Frequently Asked Questions

What is the default file encoding?

It depends on your system. Windows historically used Windows-1252. Modern Linux and Mac use UTF-8. Web browsers assume UTF-8. Because defaults vary, you should always explicitly specify UTF-8 to avoid problems.

Can I change a file's encoding without changing its content?

You must re-encode (convert) the file. You can't just "change the label" because the actual numbers stored in the file are different for different encodings. Opening in the correct encoding first, then saving in the new encoding, preserves the visible text.

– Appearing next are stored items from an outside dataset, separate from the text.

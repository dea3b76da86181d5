// Routine settings: what the player edits and what generation consumes.
//
// Three shapes of the same practice-tunable fields:
// - `PracticeOverrides`: sparse, every field optional. One per routine part;
//   an absent field means "inherit from the parent record".
// - `PracticeSettings`: dense, every field present. The player's defaults
//   (the external "user settings" record) and the inner part of a baked record.
// - `BakedRoutinePartSettings`: a part's own structural tags (repeat count,
//   clone flag, parent selector) plus fully resolved `PracticeSettings`.
//   This is the only form the prompt generator reads.
//
// `RoutineSettings` is the persisted document (`id`, `appVersion`,
// `schemaVersion`, `name`, `parts`). Wire names are camelCase to match the
// stored JSON; enum tags are snake_case strings. Resolution between the
// shapes lives in `bake.rs`.

use serde::{Deserialize, Serialize};

use crate::range::NumberRange;

/// Schema version written into newly created routines.
pub const ROUTINE_SCHEMA_VERSION: &str = "0.0.1";

#[derive(Debug, Clone, Copy, PartialEq, Eq, Default, Serialize, Deserialize)]
#[serde(rename_all = "snake_case")]
pub enum PracticeType {
    #[default]
    Generated,
    Composed,
}

/// How a part's candidate pitches are described.
#[derive(Debug, Clone, Copy, PartialEq, Eq, Default, Serialize, Deserialize)]
#[serde(rename_all = "snake_case")]
pub enum NoteRangeType {
    /// Raw MIDI pitches from `note_range`.
    #[default]
    Notes,
    /// Fret span applied to every string of a standard-tuned guitar.
    Frets,
    /// Whole octaves from `octave_range`.
    Octaves,
}

/// Which record a part inherits unset fields from.
#[derive(Debug, Clone, Copy, PartialEq, Eq, Default, Serialize, Deserialize)]
#[serde(rename_all = "snake_case")]
pub enum ParentType {
    /// The player's default settings.
    #[default]
    Settings,
    /// The baked record of the immediately preceding part.
    Previous,
    /// The baked record of the first part.
    First,
}

/// Persisted scale reference, resolved through `TheoryRegistry::lookup`.
#[derive(Debug, Clone, PartialEq, Eq, Serialize, Deserialize)]
#[serde(rename_all = "camelCase")]
pub struct ScaleRef {
    pub set_name: String,
    pub base_note: String,
}

impl ScaleRef {
    pub fn new(set_name: impl Into<String>, base_note: impl Into<String>) -> Self {
        ScaleRef {
            set_name: set_name.into(),
            base_note: base_note.into(),
        }
    }
}

impl Default for ScaleRef {
    fn default() -> Self {
        ScaleRef::new("major", "C")
    }
}

/// Fully specified practice settings.
///
/// Missing fields in JSON fall back to `Default`, so a defaults file only
/// needs the values the player changed.
#[derive(Debug, Clone, PartialEq, Serialize, Deserialize)]
#[serde(rename_all = "camelCase", default)]
pub struct PracticeSettings {
    pub name: String,
    pub practice_type: PracticeType,
    #[serde(rename = "targetBPM")]
    pub target_bpm: u32,
    pub scale: ScaleRef,
    /// Number of prompt slots to try filling with chords.
    pub chord_ratio: u32,
    /// Label single notes (and chord roots) with their octave.
    pub require_octave: bool,
    /// Minimum note-on velocity that counts as playing a prompt note.
    pub min_success_velocity: u8,
    pub note_range_type: NoteRangeType,
    pub fret_range: NumberRange,
    pub octave_range: NumberRange,
    pub note_range: NumberRange,
    pub prompt_count: u32,
    /// Generator seed; `None` draws a fresh seed for every build.
    #[serde(skip_serializing_if = "Option::is_none")]
    pub seed: Option<f64>,
}

impl Default for PracticeSettings {
    fn default() -> Self {
        PracticeSettings {
            name: String::new(),
            practice_type: PracticeType::Generated,
            target_bpm: 60,
            scale: ScaleRef::default(),
            chord_ratio: 0,
            require_octave: false,
            min_success_velocity: 1,
            note_range_type: NoteRangeType::Notes,
            fret_range: NumberRange::new(0, 12),
            octave_range: NumberRange::new(3, 5),
            note_range: NumberRange::new(48, 72),
            prompt_count: 16,
            seed: None,
        }
    }
}

impl PracticeSettings {
    pub fn from_json(json: &str) -> Result<Self, serde_json::Error> {
        serde_json::from_str(json)
    }
}

/// Sparse counterpart of `PracticeSettings`: `None` inherits.
#[derive(Debug, Clone, PartialEq, Default, Serialize, Deserialize)]
#[serde(rename_all = "camelCase", default)]
pub struct PracticeOverrides {
    pub name: Option<String>,
    pub practice_type: Option<PracticeType>,
    #[serde(rename = "targetBPM")]
    pub target_bpm: Option<u32>,
    pub scale: Option<ScaleRef>,
    pub chord_ratio: Option<u32>,
    pub require_octave: Option<bool>,
    pub min_success_velocity: Option<u8>,
    pub note_range_type: Option<NoteRangeType>,
    pub fret_range: Option<NumberRange>,
    pub octave_range: Option<NumberRange>,
    pub note_range: Option<NumberRange>,
    pub prompt_count: Option<u32>,
    pub seed: Option<f64>,
}

/// One step of a routine as the player authored it.
#[derive(Debug, Clone, PartialEq, Serialize, Deserialize)]
#[serde(rename_all = "camelCase", default)]
pub struct RoutinePartSettings {
    /// Extra passes after the first; a part yields `repeat_count + 1` repetitions.
    pub repeat_count: u32,
    /// Replay the first repetition's prompts instead of regenerating.
    pub clone_repeat: bool,
    pub parent_settings: ParentType,
    #[serde(flatten)]
    pub overrides: PracticeOverrides,
}

impl Default for RoutinePartSettings {
    fn default() -> Self {
        RoutinePartSettings {
            repeat_count: 1,
            clone_repeat: false,
            parent_settings: ParentType::Settings,
            overrides: PracticeOverrides::default(),
        }
    }
}

/// A part's structural tags plus its fully resolved settings.
#[derive(Debug, Clone, PartialEq, Serialize, Deserialize)]
#[serde(rename_all = "camelCase")]
pub struct BakedRoutinePartSettings {
    pub repeat_count: u32,
    pub clone_repeat: bool,
    pub parent_settings: ParentType,
    #[serde(flatten)]
    pub settings: PracticeSettings,
}

/// The persisted routine document.
#[derive(Debug, Clone, PartialEq, Serialize, Deserialize)]
#[serde(rename_all = "camelCase")]
pub struct RoutineSettings {
    pub id: String,
    #[serde(default)]
    pub app_version: String,
    #[serde(default)]
    pub schema_version: String,
    #[serde(default)]
    pub name: String,
    #[serde(default)]
    pub parts: Vec<RoutinePartSettings>,
}

impl RoutineSettings {
    /// A new routine with a single default part.
    pub fn new(id: impl Into<String>, name: impl Into<String>) -> Self {
        RoutineSettings {
            id: id.into(),
            app_version: String::new(),
            schema_version: ROUTINE_SCHEMA_VERSION.to_string(),
            name: name.into(),
            parts: vec![RoutinePartSettings::default()],
        }
    }

    /// Append a default part and return it for editing.
    pub fn add_part(&mut self) -> &mut RoutinePartSettings {
        self.parts.push(RoutinePartSettings::default());
        let last = self.parts.len() - 1;
        &mut self.parts[last]
    }

    pub fn from_json(json: &str) -> Result<Self, serde_json::Error> {
        serde_json::from_str(json)
    }

    pub fn to_json(&self) -> Result<String, serde_json::Error> {
        serde_json::to_string_pretty(self)
    }
}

Why do some files say "ANSI" encoding?

"ANSI" is a vague term that usually means Windows-1252 on Western systems. It's not a specific encoding. Modern tools should use the actual encoding name (Windows-1252) instead of the ambiguous "ANSI" label.

Does encoding affect file size?

Yes. UTF-8 uses 1 byte for English/ASCII characters but 2-4 bytes for other languages. A file with Chinese text will be larger in UTF-8 than in GB2312 (Chinese-specific encoding). However, UTF-8's universal support outweighs the small size difference.

What's the difference between UTF-8 and Unicode?

Unicode is the character set - the master list of every character and its assigned number (e.g., "A = U+0041"). UTF-8 is one encoding method for storing those Unicode numbers in files. UTF-16 and UTF-32 are other encoding methods for the same Unicode character set.